AI Object Detection — Passthrough

Overview
AI Object Detection brings automatic object identification to XR/AR studies by combining real-time YOLOv8 object detection with SightLab gaze/head tracking data collection. During a session, the participant wears a passthrough-enabled headset and the headset viewpoint is cast to a desktop window. For example, Meta Quest Developer Hub casting can show the Quest passthrough view in a window on the PC. This script captures that cast/mirror window, runs YOLO on each captured frame, and creates invisible 3D collision volumes at the approximate positions of detected objects. These volumes are registered as SightLab sceneObjects with gaze=True, so dwell time, view count, and other attention metrics are collected automatically per object — no manual scene object setup required.
The key requirement is that YOLO sees the same passthrough viewpoint the participant sees. The normal SightLab desktop mirror may not include the headset passthrough camera feed, so use an external cast or mirror source that does include passthrough, such as Meta Quest Developer Hub casting, Oculus Mirror, or a SteamVR mirror window when appropriate.
With an eye-tracked headset, SightLab records gaze-based object attention. With a headset that does not provide eye tracking, such as Meta Quest 3, the same workflow can still run, but object attention is based on the headset/view direction rather than true eye gaze.
This allows researchers to run mixed-reality studies where participants look around a real passthrough scene and the system automatically records which detected objects they looked toward, for how long, and how many times — all without having to pre-label every object in the scene.
You can also train the YOLO model on your own images and content. See this page for more information on this, or use the included Train_YOLO.py helper script as described in the Training a Custom YOLO Model section below.
Desktop testing: You can also test the detection pipeline by selecting any visible desktop window as the capture source. This is useful for validating YOLO settings, but it does not replace headset passthrough casting for a real mixed-reality run.
Architecture
Passthrough-enabled headset shows real-world view
|
v
External cast/mirror window on the PC
e.g. Meta Quest Developer Hub cast
|
v
WindowCapture (finds window by title from config)
|
v
grab_yolo_frame() -- Win32 PrintWindow -> numpy RGB array
|
v
YOLODetector (background thread, ultralytics YOLOv8)
|
v
DetectedObjectManager
- Creates vizshape.addBox() collision volumes
- Registers each as sightlab.addSceneObject(key, node, gaze=True)
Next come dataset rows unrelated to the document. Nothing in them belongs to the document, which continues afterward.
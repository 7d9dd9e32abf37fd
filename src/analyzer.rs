//! Word salience analysis: syllable estimation and emphasis length.

use core::borrow::Borrow;
use core::hash::Hash;
use std::collections::HashMap;

use crate::config::{BionicConfig, CacheLimits};
use crate::lexicon::syllable_patterns;

/// Capacity-capped map. Once full, new keys are dropped; existing entries stay.
#[derive(Clone, Debug)]
pub struct BoundedCache<K, V> {
    entries: HashMap<K, V>,
    capacity: usize,
}

impl<K: Eq + Hash, V> BoundedCache<K, V> {
    pub fn new(capacity: usize) -> Self {
        Self {
            entries: HashMap::with_capacity(capacity.min(256)),
            capacity,
        }
    }

    pub fn get<Q>(&self, key: &Q) -> Option<&V>
    where
        K: Borrow<Q>,
        Q: Eq + Hash + ?Sized,
    {
        self.entries.get(key)
    }

    /// Insert unless the cache is full. Returns whether the value was stored.
    pub fn insert(&mut self, key: K, value: V) -> bool {
        if self.entries.len() >= self.capacity && !self.entries.contains_key(&key) {
            return false;
        }
        self.entries.insert(key, value);
        true
    }

    pub fn remove<Q>(&mut self, key: &Q) -> Option<V>
    where
        K: Borrow<Q>,
        Q: Eq + Hash + ?Sized,
    {
        self.entries.remove(key)
    }

    pub fn retain<F: FnMut(&K, &mut V) -> bool>(&mut self, keep: F) {
        self.entries.retain(keep);
    }

    pub fn len(&self) -> usize {
        self.entries.len()
    }

    pub fn is_empty(&self) -> bool {
        self.entries.is_empty()
    }

    pub fn is_full(&self) -> bool {
        self.entries.len() >= self.capacity
    }

    pub fn clear(&mut self) {
        self.entries.clear();
    }
}

/// Result of analyzing one word.
#[derive(Clone, Copy, Debug, PartialEq, Eq)]
pub struct WordAnalysis {
    /// Leading characters to emphasize (0 means leave the word untouched).
    pub bold_length: usize,
    /// Estimated syllable count, at least 1.
    pub syllables: u32,
    /// Word is in the common-word vocabulary.
    pub is_common: bool,
}

/// Cached word analyzer bound to one immutable [`BionicConfig`].
#[derive(Debug)]
pub struct WordAnalyzer {
    config: BionicConfig,
    syllables: BoundedCache<String, u32>,
    analyses: BoundedCache<String, WordAnalysis>,
}

impl WordAnalyzer {
    pub fn new(config: BionicConfig, limits: &CacheLimits) -> Self {
        Self {
            config,
            syllables: BoundedCache::new(limits.max_syllable_entries),
            analyses: BoundedCache::new(limits.max_analysis_entries),
        }
    }

    pub fn config(&self) -> &BionicConfig {
        &self.config
    }

    /// Number of memoized word analyses.
    pub fn cached_analyses(&self) -> usize {
        self.analyses.len()
    }

    /// Number of memoized syllable estimates.
    pub fn cached_syllables(&self) -> usize {
        self.syllables.len()
    }

    /// Analyze `word`, consulting the cache first.
    pub fn analyze(&mut self, word: &str) -> WordAnalysis {
        if word.is_empty() {
            return WordAnalysis {
                bold_length: 0,
                syllables: 1,
                is_common: false,
            };
        }
        if let Some(hit) = self.analyses.get(word) {
            return *hit;
        }

        let length = word.chars().count();
        let is_common = self.config.common_words.contains(&word.to_lowercase());
        let syllables = self.count_syllables(word);
        let cfg = &self.config;

        let raw = if is_common {
            if cfg.bold_common_words {
                ceil_len(length as f64 * cfg.ratios.common_words * cfg.bold_factor).max(1)
            } else {
                0
            }
        } else if syllables == 1 && !cfg.bold_single_syllables {
            0
        } else {
            dynamic_bold_length(length, syllables, cfg).max(1)
        };

        let bold_length = if raw == 0 {
            0
        } else {
            let upper = cfg.max_bold_length.min(length);
            raw.max(cfg.min_bold_length).min(upper)
        };

        let analysis = WordAnalysis {
            bold_length,
            syllables,
            is_common,
        };
        self.analyses.insert(word.to_string(), analysis);
        analysis
    }

    /// Heuristic syllable count of `word` (letters only, case-insensitive).
    pub fn count_syllables(&mut self, word: &str) -> u32 {
        let normalized: String = word
            .chars()
            .filter(char::is_ascii_alphabetic)
            .map(|ch| ch.to_ascii_lowercase())
            .collect();
        if normalized.len() <= 3 {
            return 1;
        }
        if let Some(&count) = self.config.syllable_exceptions.get(&normalized) {
            return count.max(1);
        }
        if let Some(&count) = self.syllables.get(normalized.as_str()) {
            return count;
        }
        let count = estimate_syllables(&normalized);
        self.syllables.insert(normalized, count);
        count
    }
}

fn estimate_syllables(word: &str) -> u32 {
    let Some(patterns) = syllable_patterns() else {
        return fallback_vowel_groups(word).max(1);
    };
    let vowel_groups = patterns.vowels.find_iter(word).count() as i64;
    if vowel_groups == 0 {
        return 1;
    }
    let mut count = vowel_groups;
    count -= patterns.subtract.find_iter(word).count() as i64;
    count += patterns.add.find_iter(word).count() as i64;
    if patterns.prefix.is_match(word) {
        count += 1;
    }
    for silent in [&patterns.silent_e, &patterns.silent_ed, &patterns.silent_es] {
        if silent.is_match(word) {
            count -= 1;
        }
    }
    count.max(1) as u32
}

fn fallback_vowel_groups(word: &str) -> u32 {
    let mut groups = 0u32;
    let mut in_group = false;
    for ch in word.chars() {
        let vowel = matches!(ch, 'a' | 'e' | 'i' | 'o' | 'u' | 'y');
        if vowel && !in_group {
            groups += 1;
        }
        in_group = vowel;
    }
    groups
}

fn dynamic_bold_length(length: usize, syllables: u32, cfg: &BionicConfig) -> usize {
    let ratios = &cfg.ratios;
    let len = length as f64;
    if length <= 4 {
        return ceil_len(len * ratios.single_short * cfg.bold_factor);
    }
    let base = match syllables {
        0 | 1 if length <= 7 => ratios.single_medium,
        0 | 1 => ratios.single_long,
        2 => ratios.two,
        3 => ratios.three,
        _ => ratios.four_plus,
    };
    let length_scale = if length > 8 {
        1.0 + (len - 8.0) * 0.005
    } else {
        1.0
    };
    let position_factor = if syllables > 2 { 1.1 } else { 1.0 };
    ceil_len(len * base * cfg.bold_factor * length_scale * position_factor)
}

fn ceil_len(value: f64) -> usize {
    if value.is_finite() && value > 0.0 {
        value.ceil() as usize
    } else {
        0
    }
}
- Matches detections across frames to maintain persistent keys
- Removes stale objects after OBJECT_PERSISTENCE_TIME
|
v
SightLab collects gaze/dwell data on each tracked object
- Eye-tracked headset: eye gaze drives object hits
- Non-eye-tracked headset: headset/view direction drives object hits
Requirements
Software
| Requirement | Notes |
|---|---|
| Vizard 8 | WorldViz Vizard with Python 3.x |
| SightLab | sightlab_utils must be on the Python path |
| ultralytics | YOLOv8 — pip install ultralytics |
| opencv-python | Image processing — pip install opencv-python |
| numpy | Array handling — pip install numpy |
| pywin32 | Window capture — pip install pywin32 |
Hardware / Capture Source
| Requirement | Notes |
|---|---|
| Passthrough-enabled headset | Required for mixed-reality object detection. Examples include Meta Quest Pro, Meta Quest 3, and other OpenXR passthrough-capable headsets |
| Desktop cast/mirror window | Required capture source for YOLO. Use a window that shows the headset passthrough viewpoint, such as Meta Quest Developer Hub casting |
| Eye tracking | Optional. Eye-tracked headsets produce gaze-based metrics; non-eye-tracked headsets use headset/view direction instead |
Installing Dependencies in Vizard
Use Vizard's built-in Package Manager (Tools → Package Manager) or run pip directly from Vizard's Python:
"C:\Program Files\WorldViz\Vizard8\bin\python.exe" -m pip install ultralytics opencv-python numpy pywin32
Note: The first time
ultralyticsruns, it will download the YOLOv8 model file (~6 MB foryolov8n.pt). This requires an internet connection.
Files
| File | Purpose |
|---|---|
AI_ObjectDetection_MR_Config.py |
All tunable settings (passthrough, model, thresholds, visuals, capture) |
AI_ObjectDetection_MR.py |
Main script — run this in Vizard |
How to Run
- Start headset passthrough and cast the headset view to the PC.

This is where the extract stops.